• [TASK TO COMPLETE]:
Only the number is wanted: how many lines of these entries contain the word "bool"?

--- RECORDED INFORMATION ---

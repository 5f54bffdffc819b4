use std::error::Error;

use clap::{Parser, Subcommand};
use tracing_subscriber::{fmt, EnvFilter};

mod commands;

use commands::{
    eval::{self, EvalArgs},
    inspect::{self, InspectArgs},
    version::{self, VersionArgs},
};

#[derive(Parser, Debug)]
#[command(name = "jth", about = "Jet calibration table lookups")]
struct Cli {
    /// Verbosity level (-v, -vv, -vvv).
    #[arg(short, long, action = clap::ArgAction::Count, global = true)]
    verbose: u8,

    #[command(subcommand)]
    command: Command,
}

#[derive(Subcommand, Debug)]
enum Command {
    /// Resolve every configured input for one jet.
    Eval(EvalArgs),
    /// List the objects stored in a table container.
    Inspect(InspectArgs),
    /// Print version information.
    Version(VersionArgs),
}

fn main() -> Result<(), Box<dyn Error>> {
    let cli = Cli::parse();

    let filter = match cli.verbose {
        0 => EnvFilter::try_from_default_env().unwrap_or_else(|_| EnvFilter::new("warn")),
        1 => EnvFilter::new("info"),
        2 => EnvFilter::new("debug"),
        _ => EnvFilter::new("trace"),
    };
    fmt()
        .with_env_filter(filter)
        .with_target(true)
        .with_level(true)
        .with_writer(std::io::stderr)
        .init();

    match cli.command {
        Command::Eval(args) => eval::run(&args),
        Command::Inspect(args) => inspect::run(&args),
        Command::Version(args) => version::run(&args),
    }
}
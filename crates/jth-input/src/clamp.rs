//! Keeps extracted coordinates inside the real bins of a table axis.

use jth_core::TableAxis;

/// Fraction of the edge bin's width by which out-of-range values are pulled in.
pub const EDGE_OFFSET: f64 = 1.0e-4;

/// Maps `raw` into the real bins of an axis described by its accessors.
///
/// Underflow lands just above the low edge of bin 1, overflow just below the
/// high edge of the last bin. In-range values pass through unchanged.
pub fn clamp_with<E, W, F>(num_bins: usize, bin_edge: E, bin_width: W, find_bin: F, raw: f64) -> f64
where
    E: Fn(usize) -> f64,
    W: Fn(usize) -> f64,
    F: Fn(f64) -> usize,
{
    let bin = find_bin(raw);
    if bin < 1 {
        bin_edge(1) + EDGE_OFFSET * bin_width(1)
    } else if bin > num_bins {
        bin_edge(num_bins) + (1.0 - EDGE_OFFSET) * bin_width(num_bins)
    } else {
        raw
    }
}

/// [`clamp_with`] over a [`TableAxis`].
pub fn clamp(axis: &dyn TableAxis, raw: f64) -> f64 {
    clamp_with(
        axis.num_bins(),
        |bin| axis.bin_low_edge(bin),
        |bin| axis.bin_width(bin),
        |x| axis.find_bin(x),
        raw,
    )
}
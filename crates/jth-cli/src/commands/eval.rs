use std::collections::BTreeMap;
use std::error::Error;
use std::path::PathBuf;

use clap::Args;
use jth_core::{EventContext, Jet, JthError, Scalar, ScalarType};
use jth_input::serde::to_canonical_json_bytes;
use jth_input::{load_config, InputSet, VariableResolver};
use jth_table::ContainerFileSource;
use serde::Serialize;
use tracing::info;

#[derive(Args, Debug)]
pub struct EvalArgs {
    /// YAML file listing the inputs to evaluate.
    #[arg(long)]
    pub config: PathBuf,
    /// Jet transverse momentum.
    #[arg(long, allow_negative_numbers = true)]
    pub pt: f64,
    /// Jet pseudorapidity.
    #[arg(long, allow_negative_numbers = true)]
    pub eta: f64,
    /// Jet azimuth.
    #[arg(long, default_value_t = 0.0, allow_negative_numbers = true)]
    pub phi: f64,
    /// Jet mass.
    #[arg(long, default_value_t = 0.0)]
    pub m: f64,
    /// Event context value, repeatable.
    #[arg(long = "ctx", value_name = "KEY=TYPE:VALUE")]
    pub context: Vec<String>,
    /// Auxiliary jet attribute, repeatable.
    #[arg(long = "attr", value_name = "KEY=TYPE:VALUE")]
    pub attributes: Vec<String>,
    /// Reject jet variables other than the predefined kinematics.
    #[arg(long)]
    pub kinematics_only: bool,
}

#[derive(Debug, Serialize)]
#[serde(untagged)]
enum Outcome {
    Value(f64),
    Failure { error: JthError },
}

impl From<Result<f64, JthError>> for Outcome {
    fn from(result: Result<f64, JthError>) -> Self {
        match result {
            Ok(value) => Outcome::Value(value),
            Err(error) => Outcome::Failure { error },
        }
    }
}

/// Parses `key=type:value`, where type is `int` or `float`.
fn parse_entry(raw: &str) -> Result<(String, Scalar), Box<dyn Error>> {
    let (key, typed) = raw
        .split_once('=')
        .ok_or_else(|| format!("expected KEY=TYPE:VALUE, got `{raw}`"))?;
    let (declared, value) = typed
        .split_once(':')
        .ok_or_else(|| format!("expected TYPE:VALUE after `{key}=`"))?;
    let scalar = match ScalarType::parse(declared) {
        Some(ScalarType::Int) => Scalar::Int(value.parse()?),
        Some(ScalarType::Float) => Scalar::Float(value.parse()?),
        None => return Err(format!("unsupported type `{declared}` for `{key}`").into()),
    };
    Ok((key.to_string(), scalar))
}

fn build_context(entries: &[String]) -> Result<EventContext, Box<dyn Error>> {
    let mut ctx = EventContext::new();
    for entry in entries {
        match parse_entry(entry)? {
            (key, Scalar::Int(value)) => ctx.set_value(&key, value)?,
            (key, Scalar::Float(value)) => ctx.set_value(&key, value)?,
        }
    }
    Ok(ctx)
}

fn build_jet(args: &EvalArgs) -> Result<Jet, Box<dyn Error>> {
    let mut jet = Jet::new(args.pt, args.eta, args.phi, args.m);
    for entry in &args.attributes {
        match parse_entry(entry)? {
            (key, Scalar::Int(value)) => jet.set_attribute(&key, value)?,
            (key, Scalar::Float(value)) => jet.set_attribute(&key, value)?,
        }
    }
    Ok(jet)
}

pub fn run(args: &EvalArgs) -> Result<(), Box<dyn Error>> {
    let config = load_config(&args.config)?;
    let resolver = if args.kinematics_only {
        VariableResolver::kinematics_only()
    } else {
        VariableResolver::new()
    };
    let mut set = InputSet::from_config(&config, &resolver);
    let ready = set.initialize_all(&ContainerFileSource);
    info!(ready, configured = config.inputs.len(), "evaluating inputs");

    let jet = build_jet(args)?;
    let ctx = build_context(&args.context)?;

    let mut outcomes: BTreeMap<String, Outcome> = set
        .resolve_all(&jet, &ctx)
        .into_iter()
        .map(|(name, result)| (name, Outcome::from(result)))
        .collect();
    for rejected in set.rejected() {
        outcomes
            .entry(rejected.name.clone())
            .or_insert_with(|| Outcome::Failure {
                error: rejected.error.clone(),
            });
    }
    set.finalize_all();

    let json = to_canonical_json_bytes(&outcomes)?;
    println!("{}", String::from_utf8(json)?);
    Ok(())
}

#[cfg(test)]
mod tests {
    use super::*;

    #[test]
    fn entries_parse_by_declared_type() {
        assert_eq!(parse_entry("NPV=int:12").unwrap(), ("NPV".into(), Scalar::Int(12)));
        assert_eq!(parse_entry("mu=float:31.5").unwrap(), ("mu".into(), Scalar::Float(31.5)));
        assert!(parse_entry("mu=double:31.5").is_err());
        assert!(parse_entry("mu=31.5").is_err());
        assert!(parse_entry("NPV=int:many").is_err());
    }

    #[test]
    fn repeated_context_keys_are_rejected() {
        let entries = vec!["mu=float:1".to_string(), "mu=float:2".to_string()];
        assert!(build_context(&entries).is_err());
    }
}
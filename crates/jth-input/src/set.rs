use std::collections::{BTreeMap, BTreeSet};

use jth_core::errors::{ErrorInfo, JthError};
use jth_core::{EventContext, Jet, TableSource};
use tracing::{info, warn};

use crate::config::InputConfig;
use crate::input::MultiAxisInput;
use crate::variable::VariableResolver;

/// A configured input that could not be built.
#[derive(Debug, Clone, PartialEq)]
pub struct RejectedInput {
    pub name: String,
    pub error: JthError,
}

/// Named collection of inputs built from one configuration.
///
/// Inputs that fail to build or initialize are kept aside and reported; they
/// never stop the others from working.
#[derive(Debug, Default)]
pub struct InputSet {
    inputs: Vec<MultiAxisInput>,
    rejected: Vec<RejectedInput>,
}

impl InputSet {
    pub fn new() -> Self {
        Self::default()
    }

    /// Builds every configured input, recording the ones that fail.
    pub fn from_config(config: &InputConfig, resolver: &VariableResolver) -> Self {
        let mut set = Self::new();
        let mut seen = BTreeSet::new();
        for spec in &config.inputs {
            let built = if seen.insert(spec.name.as_str()) {
                spec.build(resolver, &config.base_dir)
            } else {
                Err(JthError::Unsupported(
                    ErrorInfo::new("duplicate-name", "input name is already used")
                        .with_context("input", spec.name.as_str()),
                ))
            };
            match built {
                Ok(input) => set.inputs.push(input),
                Err(error) => {
                    warn!(input = %spec.name, error = %error, "skipping input");
                    set.rejected.push(RejectedInput {
                        name: spec.name.clone(),
                        error,
                    });
                }
            }
        }
        set
    }

    /// Adds an input. Fails if the name is already taken.
    pub fn push(&mut self, input: MultiAxisInput) -> Result<(), JthError> {
        if self.get(input.name()).is_some() {
            return Err(JthError::Unsupported(
                ErrorInfo::new("duplicate-name", "input name is already used")
                    .with_context("input", input.name()),
            ));
        }
        self.inputs.push(input);
        Ok(())
    }

    /// Initializes every input that is not ready yet and returns how many are
    /// ready afterwards.
    pub fn initialize_all(&mut self, source: &dyn TableSource) -> usize {
        for input in self.inputs.iter_mut().filter(|input| !input.is_ready()) {
            // failures are logged and kept on the input
            let _ = input.initialize(source);
        }
        let ready = self.ready_count();
        info!(
            ready,
            failed = self.inputs.len() - ready,
            rejected = self.rejected.len(),
            "inputs initialized"
        );
        ready
    }

    /// Resolves every built input for `jet`, keyed by input name.
    pub fn resolve_all(&self, jet: &Jet, ctx: &EventContext) -> BTreeMap<String, Result<f64, JthError>> {
        self.inputs
            .iter()
            .map(|input| (input.name().to_string(), input.resolve(jet, ctx)))
            .collect()
    }

    pub fn get(&self, name: &str) -> Option<&MultiAxisInput> {
        self.inputs.iter().find(|input| input.name() == name)
    }

    pub fn get_mut(&mut self, name: &str) -> Option<&mut MultiAxisInput> {
        self.inputs.iter_mut().find(|input| input.name() == name)
    }

    pub fn inputs(&self) -> &[MultiAxisInput] {
        &self.inputs
    }

    /// Configured inputs that could not be built.
    pub fn rejected(&self) -> &[RejectedInput] {
        &self.rejected
    }

    pub fn ready_count(&self) -> usize {
        self.inputs.iter().filter(|input| input.is_ready()).count()
    }

    pub fn len(&self) -> usize {
        self.inputs.len()
    }

    pub fn is_empty(&self) -> bool {
        self.inputs.is_empty()
    }

    /// Finalizes every input.
    pub fn finalize_all(&mut self) {
        for input in &mut self.inputs {
            input.finalize();
        }
    }
}
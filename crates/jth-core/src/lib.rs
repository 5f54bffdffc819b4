#![doc = "Core traits and data types for jet calibration table lookups."]

pub mod context;
pub mod errors;
pub mod jet;
pub mod scalar;
pub mod table;

pub use context::EventContext;
pub use errors::{ErrorInfo, JthError};
pub use jet::Jet;
pub use scalar::{AttributeStore, ContextValue, Scalar, ScalarType};
pub use table::{LookupTable, TableAxis, TableRef, TableSource};
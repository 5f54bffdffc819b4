use jth_core::{Jet, JthError};

fn close(a: f64, b: f64) -> bool {
    (a - b).abs() <= 1e-9 * a.abs().max(b.abs()).max(1.0)
}

#[test]
fn massless_central_jet() {
    let jet = Jet::new(50.0, 0.0, 0.3, 0.0);
    assert!(close(jet.e(), 50.0));
    assert!(close(jet.et(), 50.0));
    assert!(close(jet.rapidity(), 0.0));
    assert!(close(jet.pz(), 0.0));
}

#[test]
fn massless_rapidity_equals_eta() {
    let jet = Jet::new(30.0, -1.7, 0.0, 0.0);
    assert!(close(jet.rapidity(), -1.7));
    assert!(close(jet.abs_rapidity(), 1.7));
    assert!(close(jet.abs_eta(), 1.7));
}

#[test]
fn massive_jet_kinematics() {
    let jet = Jet::new(40.0, 1.2, 2.0, 10.0);
    let p = 40.0 * 1.2f64.cosh();
    let e = (p * p + 100.0).sqrt();
    assert!(close(jet.p(), p));
    assert!(close(jet.e(), e));
    assert!(close(jet.et(), e * 40.0 / p));
    let pz = 40.0 * 1.2f64.sinh();
    assert!(close(jet.rapidity(), 0.5 * ((e + pz) / (e - pz)).ln()));
    // mass pulls rapidity below pseudorapidity
    assert!(jet.rapidity() < jet.eta());
    assert!(close(jet.px().hypot(jet.py()), 40.0));
}

#[test]
fn degenerate_jet_is_finite() {
    let jet = Jet::new(0.0, 0.0, 0.0, 0.0);
    assert_eq!(jet.et(), 0.0);
    assert_eq!(jet.rapidity(), 0.0);
}

#[test]
fn jet_at_rest_keeps_its_mass_for_any_eta() {
    let jet = Jet::new(0.0, 900.0, 0.0, 125.0);
    assert_eq!(jet.p(), 0.0);
    assert_eq!(jet.pz(), 0.0);
    assert_eq!(jet.e(), 125.0);
    assert_eq!(jet.eta(), 900.0);
    assert_eq!(jet.rapidity(), 0.0);
}

#[test]
fn auxiliary_attributes() {
    let jet = Jet::new(10.0, 0.0, 0.0, 0.0)
        .with_attribute("width", 0.12f32)
        .unwrap()
        .with_attribute("ntrk", 7i32)
        .unwrap();
    assert_eq!(jet.attribute::<f32>("width").unwrap(), 0.12f32);
    assert_eq!(jet.attribute::<i32>("ntrk").unwrap(), 7);
    assert_eq!(jet.attributes().len(), 2);

    let err = jet.attribute::<f32>("missing").unwrap_err();
    assert!(matches!(err, JthError::Attribute(_)));
    assert_eq!(err.code(), "key-not-found");
}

---

• [ANSWER TO THE PROBLEM]:
3